Carros elétricos são viáveis no país e é possível abastecê-los usando energia solar

Texto e fotos: NeoSolar

Circulam, no Brasil, pouco mais de sete mil carros elétricos e híbridos, segundo o DENATRAN, projeções apontam uma frota de 360 mil veículos em 2026 (EPE - Empresa de Pesquisa Energética), considerando-se, principalmente, os veículos híbridos, que então representarão 2,5% da frota total. “É um crescimento significativo para um período de apenas oito anos, mas especialistas preveem um número maior, a depender de questões regulatórias já em discussão”, afirma Raphael Pintão, diretor da NeoSolar.
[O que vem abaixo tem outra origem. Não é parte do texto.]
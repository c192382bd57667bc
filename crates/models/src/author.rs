use sea_orm::{entity::prelude::*, NotSet, QueryOrder, Set};
use serde::{Deserialize, Serialize};

use crate::{book, errors};

#[derive(Clone, Debug, PartialEq, Eq, DeriveEntityModel, Serialize, Deserialize)]
#[sea_orm(table_name = "author")]
#[serde(rename_all = "camelCase")]
pub struct Model {
    #[sea_orm(primary_key)]
    pub id: i32,
    pub first_name: String,
    pub last_name: String,
}

#[derive(Copy, Clone, Debug, EnumIter)]
pub enum Relation {
    Book,
}

impl RelationTrait for Relation {
    fn def(&self) -> RelationDef {
        match self { Relation::Book => Entity::has_many(book::Entity).into() }
    }
}

impl Related<book::Entity> for Entity {
    fn to() -> RelationDef { Relation::Book.def() }
}

impl ActiveModelBehavior for ActiveModel {}

impl Model {
    pub fn full_name(&self) -> String { format!("{} {}", self.first_name, self.last_name) }
}

pub async fn create<C: ConnectionTrait>(db: &C, first_name: &str, last_name: &str) -> Result<Model, errors::ModelError> {
    let am = ActiveModel {
        id: NotSet,
        first_name: Set(first_name.to_string()),
        last_name: Set(last_name.to_string()),
    };
    am.insert(db).await.map_err(|e| errors::ModelError::Db(e.to_string()))
}

pub async fn find<C: ConnectionTrait>(db: &C, id: i32) -> Result<Option<Model>, errors::ModelError> {
    Entity::find_by_id(id).one(db).await.map_err(|e| errors::ModelError::Db(e.to_string()))
}

/// Every author, ordered by id.
pub async fn list_all<C: ConnectionTrait>(db: &C) -> Result<Vec<Model>, errors::ModelError> {
    Entity::find()
        .order_by_asc(Column::Id)
        .all(db)
        .await
        .map_err(|e| errors::ModelError::Db(e.to_string()))
}

pub async fn rename<C: ConnectionTrait>(db: &C, found: Model, first_name: &str, last_name: &str) -> Result<Model, errors::ModelError> {
    let mut am: ActiveModel = found.into();
    am.first_name = Set(first_name.to_string());
    am.last_name = Set(last_name.to_string());
    am.update(db).await.map_err(|e| errors::ModelError::Db(e.to_string()))
}

/// Hard delete; books keep their rows with a null `author_id`.
pub async fn delete<C: ConnectionTrait>(db: &C, id: i32) -> Result<u64, errors::ModelError> {
    let res = Entity::delete_by_id(id).exec(db).await.map_err(|e| errors::ModelError::Db(e.to_string()))?;
    Ok(res.rows_affected)
}
//! Create `author` table.
//!
//! Root entity; books reference it.
use sea_orm_migration::{prelude::*, schema::*};

#[derive(DeriveMigrationName)]
pub struct Migration;

#[async_trait::async_trait]
impl MigrationTrait for Migration {
    async fn up(&self, manager: &SchemaManager) -> Result<(), DbErr> {
        manager
            .create_table(
                Table::create()
                    .table(Author::Table)
                    .if_not_exists()
                    .col(pk_auto(Author::Id))
                    .col(string(Author::FirstName))
                    .col(string(Author::LastName))
                    .to_owned(),
            )
            .await
    }

    async fn down(&self, manager: &SchemaManager) -> Result<(), DbErr> {
        manager.drop_table(Table::drop().table(Author::Table).to_owned()).await
    }
}

#[derive(DeriveIden)]
enum Author { Table, Id, FirstName, LastName }
use std::time::Duration;

use anyhow::Result;
use migration::MigratorTrait;
use sea_orm::DatabaseConnection;

use crate::db::{connect_with_config, DatabaseConfig};

/// Connection and configuration tests
pub mod db_tests;


/// Fresh in-memory database with migrations applied.
///
/// A single pooled connection keeps every query on the same sqlite memory
/// database.
pub(crate) async fn setup_test_db() -> Result<DatabaseConnection> {
    let cfg = DatabaseConfig {
        url: "sqlite::memory:".into(),
        max_connections: 1,
        min_connections: 1,
        acquire_timeout: Duration::from_secs(5),
        ..DatabaseConfig::default()
    };
    let db = connect_with_config(&cfg).await?;
    migration::Migrator::up(&db, None).await?;
    Ok(db)
}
A tendência é mundial. As vendas dos modelos elétricos atingiram o recorde de 1,1 milhão de unidades em 2017 e apontam para 11 milhões já em 2025 e incríveis 30 milhões em 2030, segundo o último estudo divulgado pela Bloomberg New Energy Finance (BNEF). Além disso, diversos países já definiram prazos limites para o fim da comercialização de novos veículos movidos a gasolina ou diesel. A Inglaterra e a França estabeleceram o ano de 2040 como prazo limite. A Alemanha, 2030; Noruega, 2025; Suécia, 2019 e até mesmo a Índia não lançará mais carros desse tipo a partir de 2030.

Quanto custa?
Em países como Reino Unido, Japão, USA (Texas e Califórnia), onde já existem incentivos, o custo total de um veículo elétrico puro já é menor que o de um veículo movido a diesel. A queda constante de preços de venda está associada ao menor custo de operação e manutenção desses veículos.

Como abastecer?
80% da carga dos veículos elétricos (VE) é feita em casa. No entanto, existem diferentes tipos de carregadores com potência e aplicações específicas e alguns países já possuem normas e padrões. Nos EUA, até o ano passado, havia 16 mil estações públicas de recarga e 44 mil carregadores individuais residenciais.
“Se você tivesse uma bomba para abastecer em casa, outra no trabalho e uma terceira no supermercado, você frequentaria os postos?”, questiona Raphael Pintão da NeoSolar. Essa é a realidade dos proprietários de carros elétricos. Apesar de o tempo de recarga ser maior, é viável fazê-la, diariamente, e, no caso de viagens longas, existem estações de recarga rápida. O especialista esclarece que o tempo da carga depende, basicamente, de três fatores: a capacidade total da bateria, o estado de carga inicial e a velocidade de carregamento.


Produção própria
Produzir o próprio combustível empregando energia limpa é outra vantagem do Veículo Elétrico. Para isso, basta instalar painéis solares e gerar sua energia limpa, renovável e, na maioria dos casos, mais barata que a energia da rede pública.
De acordo com a radiação solar da região e a eficiência dos painéis, em média, são necessários entre dois e cinco para abastecer o VE durante toda sua vida útil. “Lembrando que os painéis vão durar 30 ou 40 anos, então será possível trocar de carros muitas vezes e continuar usando a mesma fonte de energia.”